Importance of History
Sometimes all we need is a good, meaningful look back to understand some basic economic concepts — no elaborate theorizing required.
If we want to identify the pillars that a currency must rest on to earn the status of world reserve currency, with all the privileges that entails, we need only study those that have played that role throughout the last few centuries. History, as usual, does the heavy lifting.
So what are those pillars? There appear to be three constant building blocks that the supporting country or economy must possess:
1. The ability to run a sustained trade deficit. The economy behind the reserve currency must consistently buy more than it sells. Anchored by a strong domestic market, it generates enough surplus capital to purchase goods and services from the rest of the world — and crucially, to pay for them in its own currency. This is how that currency becomes widely available beyond its borders, gains perceived value, and ends up being used in transactions between third parties who have nothing to do with the issuing country.
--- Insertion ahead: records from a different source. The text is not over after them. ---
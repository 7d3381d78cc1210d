use anyhow::Context as _;
use futures::StreamExt as _;
use serde_json::json;
use std::time::Duration;
use tokio::io::AsyncBufReadExt as _;
use tokio_util::io::StreamReader;

/// Minimal MCP client for the adapter's streamable HTTP endpoint (`/mcp`).
///
/// This intentionally re-implements no MCP logic in production code; it
/// exists only so integration tests can drive the adapter like a real
/// client would.
pub struct McpStreamableHttpSession {
    client: reqwest::Client,
    base_url: String,
    session_id: String,
}

impl McpStreamableHttpSession {
    pub async fn connect(base_url: &str) -> anyhow::Result<Self> {
        let client = reqwest::Client::new();
        let base_url = base_url.trim_end_matches('/').to_string();

        // initialize -> session id header + first response message
        let init_resp = post_mcp(&client, &base_url, None, json!({
            "jsonrpc": "2.0",
            "id": 0,
            "method": "initialize",
            "params": {
                "protocolVersion": "2024-11-05",
                "capabilities": {},
                "clientInfo": { "name": "petstore-adapter-integration-tests", "version": "0" }
            }
        }))
        .await?;

        let session_id = init_resp
            .headers()
            .get("Mcp-Session-Id")
            .and_then(|h| h.to_str().ok())
            .context("missing Mcp-Session-Id header")?
            .to_string();

        let init_msg = read_json_message(init_resp).await?;
        anyhow::ensure!(init_msg.get("id") == Some(&json!(0)), "unexpected init id");

        let initialized_resp = post_mcp(
            &client,
            &base_url,
            Some(&session_id),
            json!({"jsonrpc": "2.0", "method": "notifications/initialized"}),
        )
        .await?;
        anyhow::ensure!(
            initialized_resp.status().as_u16() == 202,
            "POST /mcp notifications/initialized returned {}",
            initialized_resp.status()
        );

        Ok(Self {
            client,
            base_url,
            session_id,
        })
    }

    pub async fn request(
        &self,
        id: u64,
        method: &str,
        params: serde_json::Value,
        timeout_dur: Duration,
    ) -> anyhow::Result<serde_json::Value> {
        let resp = post_mcp(
            &self.client,
            &self.base_url,
            Some(&self.session_id),
            json!({
                "jsonrpc": "2.0",
                "id": id,
                "method": method,
                "params": params,
            }),
        )
        .await?;

        tokio::time::timeout(timeout_dur, read_json_message(resp))
            .await
            .context("timeout waiting for response message")?
    }
}

/// Extract a tool call's JSON body from `result.content[0].text`.
pub fn tool_call_body_json(msg: &serde_json::Value) -> anyhow::Result<serde_json::Value> {
    let result = msg.get("result").context("tools/call missing result")?;
    let text = result
        .get("content")
        .and_then(serde_json::Value::as_array)
        .and_then(|c| c.first())
        .and_then(|c| c.get("text"))
        .and_then(serde_json::Value::as_str)
        .context("tools/call missing result.content[0].text")?;
    serde_json::from_str(text).context("tools/call text is not JSON")
}

async fn post_mcp(
    client: &reqwest::Client,
    base_url: &str,
    session_id: Option<&str>,
    body: serde_json::Value,
) -> anyhow::Result<reqwest::Response> {
    let mut req = client
        .post(format!("{base_url}/mcp"))
        .header("Accept", "application/json, text/event-stream")
        .header("Content-Type", "application/json")
        .json(&body);

    if let Some(session_id) = session_id {
        req = req.header("Mcp-Session-Id", session_id);
    }

    req.send()
        .await
        .context("POST /mcp")?
        .error_for_status()
        .context("POST /mcp status")
}

/// Read one JSON-RPC message from the response: either a plain JSON body or
/// the first `data:` event of an event-stream.
async fn read_json_message(resp: reqwest::Response) -> anyhow::Result<serde_json::Value> {
    let is_event_stream = resp
        .headers()
        .get("content-type")
        .and_then(|v| v.to_str().ok())
        .is_some_and(|ct| ct.starts_with("text/event-stream"));

    if !is_event_stream {
        return resp.json().await.context("parse response body as JSON");
    }

    let mut stream = resp.bytes_stream();
    let byte_stream = futures::stream::poll_fn(move |cx| stream.poll_next_unpin(cx))
        .map(|r| r.map_err(std::io::Error::other));
    let reader = StreamReader::new(byte_stream);
    let mut lines = tokio::io::BufReader::new(reader).lines();

    let mut data_lines: Vec<String> = Vec::new();
    while let Ok(Some(line)) = lines.next_line().await {
        let line = line.trim_end().to_string();

        if line.is_empty() {
            let data = data_lines.join("\n");
            data_lines.clear();
            // A real SSE client does not dispatch an event whose data buffer
            // is empty (e.g. the `data:`/`id:`/`retry:` preamble rmcp emits
            // before the first message). Keep reading until a data-bearing
            // event arrives.
            if data.is_empty() {
                continue;
            }
            return serde_json::from_str(&data).context("parse event-stream data as JSON");
        }

        if let Some(v) = line.strip_prefix("data:") {
            data_lines.push(v.trim().to_string());
        }
    }

    anyhow::bail!("event-stream ended without a JSON message")
}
2. Military and economic hegemony. Hard and soft power work together to spread the currency’s reach, demand, and usage across other economies. Without this, trust is hard to project at scale.
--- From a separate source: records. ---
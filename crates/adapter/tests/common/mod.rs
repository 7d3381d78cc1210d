// Shared across test binaries; not every binary uses every helper.
#![allow(dead_code)]

use anyhow::Context as _;
use std::net::TcpListener;
use std::process::{Child, Command, Stdio};
use std::time::{Duration, Instant};

/// Kill the child process when the test ends, pass or fail.
pub struct KillOnDrop(pub Child);

impl Drop for KillOnDrop {
    fn drop(&mut self) {
        let _ = self.0.kill();
    }
}

/// Pick an unused TCP port on localhost.
///
/// The port is not reserved; another process could still grab it between
/// this call and the bind. Good enough for tests.
pub fn pick_unused_port() -> anyhow::Result<u16> {
    let listener = TcpListener::bind("127.0.0.1:0").context("bind ephemeral port")?;
    Ok(listener.local_addr()?.port())
}

/// Poll an HTTP URL until it answers with a success status.
pub async fn wait_http_ok(url: &str, timeout_dur: Duration) -> anyhow::Result<()> {
    let client = reqwest::Client::new();
    let start = Instant::now();
    loop {
        if start.elapsed() > timeout_dur {
            anyhow::bail!("timed out waiting for {url}");
        }
        match client.get(url).send().await {
            Ok(resp) if resp.status().is_success() => return Ok(()),
            _ => tokio::time::sleep(Duration::from_millis(200)).await,
        }
    }
}

/// Spawn the adapter binary in streamable HTTP mode against a stub API.
pub fn spawn_adapter_http(port: u16, api_base_url: &str) -> anyhow::Result<Child> {
    let bin = env!("CARGO_BIN_EXE_unrelated-petstore-adapter");
    Command::new(bin)
        .arg("--http")
        .arg("--bind")
        .arg(format!("127.0.0.1:{port}"))
        .arg("--log-level")
        .arg("info")
        .env("API_BASE_URL", api_base_url)
        .env_remove("API_KEY")
        .spawn()
        .context("spawn adapter (http)")
}

/// Spawn the adapter binary in stdio mode with piped stdin/stdout.
pub fn spawn_adapter_stdio(api_base_url: &str) -> anyhow::Result<Child> {
    let bin = env!("CARGO_BIN_EXE_unrelated-petstore-adapter");
    Command::new(bin)
        .arg("--log-level")
        .arg("info")
        .env("API_BASE_URL", api_base_url)
        .env_remove("API_KEY")
        .stdin(Stdio::piped())
        .stdout(Stdio::piped())
        .spawn()
        .context("spawn adapter (stdio)")
}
3. Strong and independent institutions. These are the guardians of the currency’s value, capable of shielding it from short-term political temptations by controlling monetary flows and, with them, inflation. Their independence from the executive and legislative branches is what prevents those in power from debasing the currency for electoral convenience.
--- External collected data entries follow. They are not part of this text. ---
//! Static operation registry.
//!
//! One [`OperationDescriptor`] per Petstore API operation, transcribed from
//! the upstream OpenAPI document. The table is fixed at build time and shared
//! read-only by every dispatch call; [`OperationRegistry::new`] validates its
//! internal invariants once at startup so the request builder never has to.

use crate::error::{PetstoreToolsError, Result};
use reqwest::Method;
use serde_json::{Value, json};
use std::collections::{HashMap, HashSet};

/// Where a parameter goes in the outbound HTTP request.
#[derive(Debug, Clone, Copy, PartialEq, Eq)]
pub enum ParamLocation {
    Path,
    Query,
    Body,
}

/// Shallow value shape advertised in the tool input schema.
///
/// Body parameters are deliberately loose (`object` / `array of object`,
/// no nested field enforcement) to stay compatible with the upstream API's
/// own tolerance.
#[derive(Debug, Clone, Copy, PartialEq, Eq)]
pub enum ParamKind {
    String,
    Object,
    ObjectList,
}

/// One parameter of an operation.
#[derive(Debug)]
pub struct ParamSpec {
    pub name: &'static str,
    pub location: ParamLocation,
    pub required: bool,
    pub kind: ParamKind,
    pub description: &'static str,
}

/// Immutable descriptor mapping one tool name to one HTTP operation.
#[derive(Debug)]
pub struct OperationDescriptor {
    /// Tool name (exposed; globally unique).
    pub name: &'static str,
    /// Description from the OpenAPI operation summary.
    pub description: &'static str,
    /// HTTP method.
    pub method: Method,
    /// Path template (e.g. `/pet/{petId}`).
    pub path: &'static str,
    /// Parameters in declaration order (query order follows this).
    pub params: &'static [ParamSpec],
}

impl OperationDescriptor {
    /// Build the MCP input schema for this operation.
    #[must_use]
    pub fn input_schema(&self) -> Value {
        let mut properties = serde_json::Map::new();
        let mut required: Vec<&str> = Vec::new();

        for param in self.params {
            properties.insert(param.name.to_string(), param_schema(param));
            if param.required {
                required.push(param.name);
            }
        }

        let mut schema = json!({
            "type": "object",
            "properties": Value::Object(properties),
        });
        if !required.is_empty() {
            schema["required"] = json!(required);
        }
        schema
    }

    /// Parameters at a given location, in declaration order.
    pub fn params_at(&self, location: ParamLocation) -> impl Iterator<Item = &'static ParamSpec> {
        self.params.iter().filter(move |p| p.location == location)
    }

    /// The body parameter, if the operation has one.
    #[must_use]
    pub fn body_param(&self) -> Option<&'static ParamSpec> {
        self.params_at(ParamLocation::Body).next()
    }
}

fn param_schema(param: &ParamSpec) -> Value {
    let mut schema = match param.kind {
        ParamKind::String => json!({"type": "string"}),
        ParamKind::Object => json!({"type": "object"}),
        ParamKind::ObjectList => json!({"type": "array", "items": {"type": "object"}}),
    };
    if !param.description.is_empty() {
        schema["description"] = json!(param.description);
    }
    schema
}

/// The fixed Petstore operation table, one entry per API operation.
static OPERATIONS: [OperationDescriptor; 20] = [
    OperationDescriptor {
        name: "uploadFile",
        description: "uploads an image",
        method: Method::POST,
        path: "/pet/{petId}/uploadImage",
        params: &[ParamSpec {
            name: "petId",
            location: ParamLocation::Path,
            required: true,
            kind: ParamKind::String,
            description: "ID of pet to update",
        }],
    },
    OperationDescriptor {
        name: "addPet",
        description: "Add a new pet to the store",
        method: Method::POST,
        path: "/pet",
        params: &[ParamSpec {
            name: "body",
            location: ParamLocation::Body,
            required: true,
            kind: ParamKind::Object,
            description: "Pet object that needs to be added to the store",
        }],
    },
    OperationDescriptor {
        name: "updatePet",
        description: "Update an existing pet",
        method: Method::PUT,
        path: "/pet",
        params: &[ParamSpec {
            name: "body",
            location: ParamLocation::Body,
            required: true,
            kind: ParamKind::Object,
            description: "Pet object that needs to be added to the store",
        }],
    },
    OperationDescriptor {
        name: "findPetsByStatus",
        description: "Finds Pets by status",
        method: Method::GET,
        path: "/pet/findByStatus",
        params: &[ParamSpec {
            name: "status",
            location: ParamLocation::Query,
            required: true,
            kind: ParamKind::String,
            description: "Status values that need to be considered for filter",
        }],
    },
    OperationDescriptor {
        name: "findPetsByTags",
        description: "Finds Pets by tags",
        method: Method::GET,
        path: "/pet/findByTags",
        params: &[ParamSpec {
            name: "tags",
            location: ParamLocation::Query,
            required: true,
            kind: ParamKind::String,
            description: "Tags to filter by",
        }],
    },
    OperationDescriptor {
        name: "getPetById",
        description: "Find pet by ID",
        method: Method::GET,
        path: "/pet/{petId}",
        params: &[ParamSpec {
            name: "petId",
            location: ParamLocation::Path,
            required: true,
            kind: ParamKind::String,
            description: "ID of pet to return",
        }],
    },
    OperationDescriptor {
        name: "updatePetWithForm",
        description: "Updates a pet in the store with form data",
        method: Method::POST,
        path: "/pet/{petId}",
        params: &[ParamSpec {
            name: "petId",
            location: ParamLocation::Path,
            required: true,
            kind: ParamKind::String,
            description: "ID of pet that needs to be updated",
        }],
    },
    OperationDescriptor {
        name: "deletePet",
        description: "Deletes a pet",
        method: Method::DELETE,
        path: "/pet/{petId}",
        params: &[ParamSpec {
            name: "petId",
            location: ParamLocation::Path,
            required: true,
            kind: ParamKind::String,
            description: "Pet id to delete",
        }],
    },
    OperationDescriptor {
        name: "getInventory",
        description: "Returns pet inventories by status",
        method: Method::GET,
        path: "/store/inventory",
        params: &[],
    },
    OperationDescriptor {
        name: "placeOrder",
        description: "Place an order for a pet",
        method: Method::POST,
        path: "/store/order",
        params: &[ParamSpec {
            name: "body",
            location: ParamLocation::Body,
            required: true,
            kind: ParamKind::Object,
            description: "order placed for purchasing the pet",
        }],
    },
    OperationDescriptor {
        name: "getOrderById",
        description: "Find purchase order by ID",
        method: Method::GET,
        path: "/store/order/{orderId}",
        params: &[ParamSpec {
            name: "orderId",
            location: ParamLocation::Path,
            required: true,
            kind: ParamKind::String,
            description: "ID of pet that needs to be fetched",
        }],
    },
    OperationDescriptor {
        name: "deleteOrder",
        description: "Delete purchase order by ID",
        method: Method::DELETE,
        path: "/store/order/{orderId}",
        params: &[ParamSpec {
            name: "orderId",
            location: ParamLocation::Path,
            required: true,
            kind: ParamKind::String,
            description: "ID of the order that needs to be deleted",
        }],
    },
    OperationDescriptor {
        name: "createUsersWithListInput",
        description: "Creates list of users with given input array",
        method: Method::POST,
        path: "/user/createWithList",
        params: &[ParamSpec {
            name: "body",
            location: ParamLocation::Body,
            required: true,
            kind: ParamKind::ObjectList,
            description: "List of user object",
        }],
    },
    OperationDescriptor {
        name: "getUserByName",
        description: "Get user by user name",
        method: Method::GET,
        path: "/user/{username}",
        params: &[ParamSpec {
            name: "username",
            location: ParamLocation::Path,
            required: true,
            kind: ParamKind::String,
            description: "The name that needs to be fetched. Use user1 for testing.",
        }],
    },
    OperationDescriptor {
        name: "updateUser",
        description: "Updated user",
        method: Method::PUT,
        path: "/user/{username}",
        params: &[
            ParamSpec {
                name: "username",
                location: ParamLocation::Path,
                required: true,
                kind: ParamKind::String,
                description: "name that need to be updated",
            },
            ParamSpec {
                name: "body",
                location: ParamLocation::Body,
                required: true,
                kind: ParamKind::Object,
                description: "Updated user object",
            },
        ],
    },
    OperationDescriptor {
        name: "deleteUser",
        description: "Delete user",
        method: Method::DELETE,
        path: "/user/{username}",
        params: &[ParamSpec {
            name: "username",
            location: ParamLocation::Path,
            required: true,
            kind: ParamKind::String,
            description: "The name that needs to be deleted",
        }],
    },
    OperationDescriptor {
        name: "loginUser",
        description: "Logs user into the system",
        method: Method::GET,
        path: "/user/login",
        params: &[
            ParamSpec {
                name: "username",
                location: ParamLocation::Query,
                required: true,
                kind: ParamKind::String,
                description: "The user name for login",
            },
            ParamSpec {
                name: "password",
                location: ParamLocation::Query,
                required: true,
                kind: ParamKind::String,
                description: "The password for login in clear text",
            },
        ],
    },
    OperationDescriptor {
        name: "logoutUser",
        description: "Logs out current logged in user session",
        method: Method::GET,
        path: "/user/logout",
        params: &[],
    },
    OperationDescriptor {
        name: "createUsersWithArrayInput",
        description: "Creates list of users with given input array",
        method: Method::POST,
        path: "/user/createWithArray",
        params: &[ParamSpec {
            name: "body",
            location: ParamLocation::Body,
            required: true,
            kind: ParamKind::ObjectList,
            description: "List of user object",
        }],
    },
    OperationDescriptor {
        name: "createUser",
        description: "Create user",
        method: Method::POST,
        path: "/user",
        params: &[ParamSpec {
            name: "body",
            location: ParamLocation::Body,
            required: true,
            kind: ParamKind::Object,
            description: "Created user object",
        }],
    },
];

/// Name-keyed view over a descriptor table.
#[derive(Debug)]
pub struct OperationRegistry {
    ops: &'static [OperationDescriptor],
    by_name: HashMap<&'static str, &'static OperationDescriptor>,
}

impl OperationRegistry {
    /// Build the registry over the builtin Petstore table.
    ///
    /// # Errors
    ///
    /// Returns a `Config` error if the table violates a registry invariant
    /// (duplicate tool name, unmatched path placeholder, multiple body
    /// parameters). With the builtin table this cannot happen; the check
    /// runs so hand-edits fail at startup instead of mid-call.
    pub fn new() -> Result<Self> {
        Self::from_operations(&OPERATIONS)
    }

    /// Build a registry over an arbitrary static descriptor table.
    ///
    /// # Errors
    ///
    /// Returns a `Config` error on duplicate tool names or on a descriptor
    /// whose path template and parameter list disagree.
    pub fn from_operations(ops: &'static [OperationDescriptor]) -> Result<Self> {
        let mut by_name: HashMap<&'static str, &'static OperationDescriptor> =
            HashMap::with_capacity(ops.len());

        for op in ops {
            validate_descriptor(op)?;
            if by_name.insert(op.name, op).is_some() {
                return Err(PetstoreToolsError::Config(format!(
                    "Duplicate tool name '{}' in operation registry",
                    op.name
                )));
            }
        }

        Ok(Self { ops, by_name })
    }

    /// O(1) lookup by tool name.
    #[must_use]
    pub fn lookup(&self, name: &str) -> Option<&'static OperationDescriptor> {
        self.by_name.get(name).copied()
    }

    /// All operations in table order.
    pub fn operations(&self) -> impl Iterator<Item = &'static OperationDescriptor> {
        self.ops.iter()
    }

    #[must_use]
    pub fn len(&self) -> usize {
        self.ops.len()
    }

    #[must_use]
    pub fn is_empty(&self) -> bool {
        self.ops.is_empty()
    }
}

fn validate_descriptor(op: &OperationDescriptor) -> Result<()> {
    let mut param_names: HashSet<&str> = HashSet::new();
    for param in op.params {
        if !param_names.insert(param.name) {
            return Err(PetstoreToolsError::Config(format!(
                "Duplicate parameter '{}' in operation '{}'",
                param.name, op.name
            )));
        }
    }

    let placeholders = path_placeholders(op.path)
        .map_err(|e| PetstoreToolsError::Config(format!("Operation '{}': {e}", op.name)))?;

    let path_params: HashSet<&str> = op
        .params_at(ParamLocation::Path)
        .map(|p| p.name)
        .collect();

    for placeholder in &placeholders {
        if !path_params.contains(placeholder) {
            return Err(PetstoreToolsError::Config(format!(
                "Operation '{}': path placeholder '{{{placeholder}}}' has no path parameter",
                op.name
            )));
        }
    }
    for name in &path_params {
        if !placeholders.contains(name) {
            return Err(PetstoreToolsError::Config(format!(
                "Operation '{}': path parameter '{name}' not present in '{}'",
                op.name, op.path
            )));
        }
    }

    if op.params_at(ParamLocation::Body).count() > 1 {
        return Err(PetstoreToolsError::Config(format!(
            "Operation '{}' declares more than one body parameter",
            op.name
        )));
    }

    Ok(())
}

/// Extract `{name}` placeholders from a path template, left to right.
fn path_placeholders(path: &str) -> std::result::Result<Vec<&str>, String> {
    let mut out = Vec::new();
    let mut rest = path;
    while let Some(open) = rest.find('{') {
        let after = &rest[open + 1..];
        let Some(close) = after.find('}') else {
            return Err(format!("unclosed '{{' in path template '{path}'"));
        };
        let name = &after[..close];
        if name.is_empty() {
            return Err(format!("empty placeholder in path template '{path}'"));
        }
        out.push(name);
        rest = &after[close + 1..];
    }
    Ok(out)
}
Apply this simple framework to the current holder of reserve currency status, the dollar, and one might reasonably conclude that the United States is working rather hard to disqualify itself. Two of the three pillars are under relentless and, at times, breathtaking attack, all under a strategy grandly branded as Make America Great Again.
People often say that ignorance can sometimes be a blessing. Unfortunately, in most cases, it is a curse — and one whose consequences fall not just on the ignorant, but on the lives of countless others who never asked to be part of the experiment.
Based on: “The decline and fall of the Roman currency empire”, The Economist, March 26, 2026.